A molecular dynamic simulation study of spodumene in saltwater out of Chile, reported the combined adsorption of several alkali and alkaline cations (Li+, Na+, K+, Rb+, Cs+, Mg2+, Ca2+, Sr2+) onto spodumene would hinder fatty acid adsorption at pH 8 [124]. This observation tends to align with observations made in laboratory flotation with real spodumene ores which reported poor recovery and selectivity at high water hardness levels.

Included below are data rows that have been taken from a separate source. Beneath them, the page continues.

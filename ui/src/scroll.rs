use dioxus::prelude::*;
use voira_core::Section;

/// Smooth-scroll the page to `section`. Does nothing when the element is not
/// in the document.
pub fn scroll_to(section: Section) {
    let script = scroll_script(section.anchor());
    tracing::debug!(%section, "scrolling to section");
    let _ = document::eval(&script);
}

fn scroll_script(id: &str) -> String {
    // JSON string literal doubles as a quoted, escaped JS string
    let id = serde_json::Value::from(id).to_string();
    format!("document.getElementById({id})?.scrollIntoView({{ behavior: 'smooth' }});")
}

#[cfg(test)]
mod tests {
    use super::*;

    use pretty_assertions::assert_eq;

    #[test]
    fn test_scroll_script() {
        assert_eq!(
            scroll_script("how-it-works"),
            "document.getElementById(\"how-it-works\")?.scrollIntoView({ behavior: 'smooth' });"
        );
    }

    #[test]
    fn test_scroll_script_escapes_id() {
        let script = scroll_script("a\"b");
        assert!(script.contains(r#"getElementById("a\"b")"#));
    }
}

Although cationic activator studies do little to discuss selectivity, they can provide insight into the behaviour of oleate interaction. Except for the fine fraction in the final example by Filippov, the use of Ca2+ and Mg2+ ions to improve spodumene recovery required an operating pH > 10. At this alkalinity, collector adsorption should occur as chemisorption between the cationic activator and the oleate anion or dimer; and adsorption of the acid–oleate complex is unlikely due to its low concentration at high pH. Interestingly, the improved spodumene recovery with Fe3+ ions reported by Jie et al. [96] resulted in little change in pH when compared to flotation with only oleate, at a slightly alkaline pH between 7 and 8.5. Without activators, there was chemisorption of an acid–oleate complex at the Al3+ surface site, and this same species is likely responsible for interaction with the Fe3+ activators. This is supported by the fact that spodumene and Fe-bearing gangue minerals float under the same conditions with fatty acid collectors.

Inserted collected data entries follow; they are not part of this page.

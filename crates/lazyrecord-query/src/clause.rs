//! WHERE clause conditions.

use lazyrecord_core::{QueryDriver, Value, ValueMap};

/// Right-hand side of a comparison.
#[derive(Debug, Clone, PartialEq)]
pub enum Operand {
    /// A value, bound as a parameter (raw values are inlined).
    Value(Value),
    /// Another column, e.g. `m.id` in a join condition.
    Column(String),
}

/// A boolean condition over columns.
#[derive(Debug, Clone, PartialEq)]
pub enum Condition {
    /// `column = operand`. Comparing with NULL renders `IS NULL`; comparing with a list
    /// renders `IN (...)`.
    Equal { column: String, operand: Operand },
    IsNull(String),
    And(Vec<Condition>),
    Or(Vec<Condition>),
    /// A SQL fragment written verbatim.
    Raw(String),
}

impl Condition {
    pub fn eq(column: impl Into<String>, value: impl Into<Value>) -> Self {
        Condition::Equal {
            column: column.into(),
            operand: Operand::Value(value.into()),
        }
    }

    /// Compare two columns.
    pub fn eq_column(column: impl Into<String>, other: impl Into<String>) -> Self {
        Condition::Equal {
            column: column.into(),
            operand: Operand::Column(other.into()),
        }
    }

    pub fn is_null(column: impl Into<String>) -> Self {
        Condition::IsNull(column.into())
    }

    /// Combine with AND, flattening nested conjunctions.
    pub fn and(self, other: Condition) -> Self {
        match self {
            Condition::And(mut items) => {
                items.push(other);
                Condition::And(items)
            }
            first => Condition::And(vec![first, other]),
        }
    }

    /// Combine with OR, flattening nested disjunctions.
    pub fn or(self, other: Condition) -> Self {
        match self {
            Condition::Or(mut items) => {
                items.push(other);
                Condition::Or(items)
            }
            first => Condition::Or(vec![first, other]),
        }
    }

    pub(crate) fn render(&self, driver: &QueryDriver, params: &mut Vec<Value>) -> String {
        match self {
            Condition::Equal { column, operand } => {
                let column = driver.identifier(column);
                match operand {
                    Operand::Column(other) => format!("{column} = {}", driver.identifier(other)),
                    Operand::Value(Value::Null) => format!("{column} IS NULL"),
                    Operand::Value(Value::Array(items)) => {
                        let rendered: Vec<String> =
                            items.iter().map(|v| bind(driver, v, params)).collect();
                        format!("{column} IN ({})", rendered.join(", "))
                    }
                    Operand::Value(value) => format!("{column} = {}", bind(driver, value, params)),
                }
            }
            Condition::IsNull(column) => format!("{} IS NULL", driver.identifier(column)),
            Condition::And(items) => render_group(items, " AND ", driver, params),
            Condition::Or(items) => render_group(items, " OR ", driver, params),
            Condition::Raw(sql) => sql.clone(),
        }
    }
}

fn render_group(
    items: &[Condition],
    separator: &str,
    driver: &QueryDriver,
    params: &mut Vec<Value>,
) -> String {
    let parts: Vec<String> = items
        .iter()
        .map(|c| match c {
            Condition::And(_) | Condition::Or(_) => format!("({})", c.render(driver, params)),
            _ => c.render(driver, params),
        })
        .collect();
    parts.join(separator)
}

/// Bind a value as the next placeholder, or inline it when it is raw SQL.
pub(crate) fn bind(driver: &QueryDriver, value: &Value, params: &mut Vec<Value>) -> String {
    if let Value::Raw(expr) = value {
        return expr.clone();
    }
    params.push(value.clone());
    driver.placeholder(params.len())
}

/// A WHERE clause: a conjunction of conditions.
#[derive(Debug, Clone, Default, PartialEq)]
pub struct Where {
    conditions: Vec<Condition>,
}

impl Where {
    pub fn new(condition: Condition) -> Self {
        Self {
            conditions: vec![condition],
        }
    }

    /// Equality predicates for every entry of an argument map, joined with AND.
    pub fn from_args(args: &ValueMap) -> Self {
        Self {
            conditions: args
                .iter()
                .map(|(column, value)| Condition::eq(column.clone(), value.clone()))
                .collect(),
        }
    }

    pub fn and(mut self, condition: Condition) -> Self {
        self.conditions.push(condition);
        self
    }

    pub fn push(&mut self, condition: Condition) {
        self.conditions.push(condition);
    }

    pub fn is_empty(&self) -> bool {
        self.conditions.is_empty()
    }

    pub fn conditions(&self) -> &[Condition] {
        &self.conditions
    }

    /// Build the clause body (without the `WHERE` keyword). Placeholders are numbered
    /// after the `offset` parameters already bound by the enclosing statement.
    pub fn build(&self, driver: &QueryDriver, offset: usize) -> (String, Vec<Value>) {
        let mut params = vec![Value::Null; offset];
        let sql = self.render(driver, &mut params);
        (sql, params.split_off(offset))
    }

    pub(crate) fn render(&self, driver: &QueryDriver, params: &mut Vec<Value>) -> String {
        render_group(&self.conditions, " AND ", driver, params)
    }
}

impl From<Condition> for Where {
    fn from(condition: Condition) -> Self {
        Where::new(condition)
    }
}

The pH range of oleate chemisorption onto spodumene with different activators suggests the fatty acid–anion complex prefers cationic sites with higher oxidation states like Fe3+ and Al3+, while the anion preferentially interacts with Mg2+ and Ca2+ sites. A closer look at the interaction of different oleate species in other mineral systems with a variety of cationic surface sites supports this conclusion. Research by Jie et al. [125] confirmed the tendency of oleate to adsorb at different cationic metal sites (Mg2+, Ca2+, Fe3+, and Ti3+) on the surfaces of ilmenite (FeTiO3) was pH dependent. The ilmenite samples contained varying amounts of Ca and Mg within the crystal structure and strong oleate adsorption was reported across all pH ranges. At neutral to slightly alkaline pH, oleate adsorption was highest at Fe3+ and Ti3+ sites with high recovery, but as the pH increased, adsorption at Fe3+, and Ti3+ sites decreased and adsorption onto Mg2+ and Ca2+ sites increased; recovery was only maintained for the sample with high Mg and Ca content [126]. This same transition of oleate adsorption site (from Fe3+, and Ti3+ to Mg2+ and Ca2+) at increased pH was also reported by Liu et al. [125].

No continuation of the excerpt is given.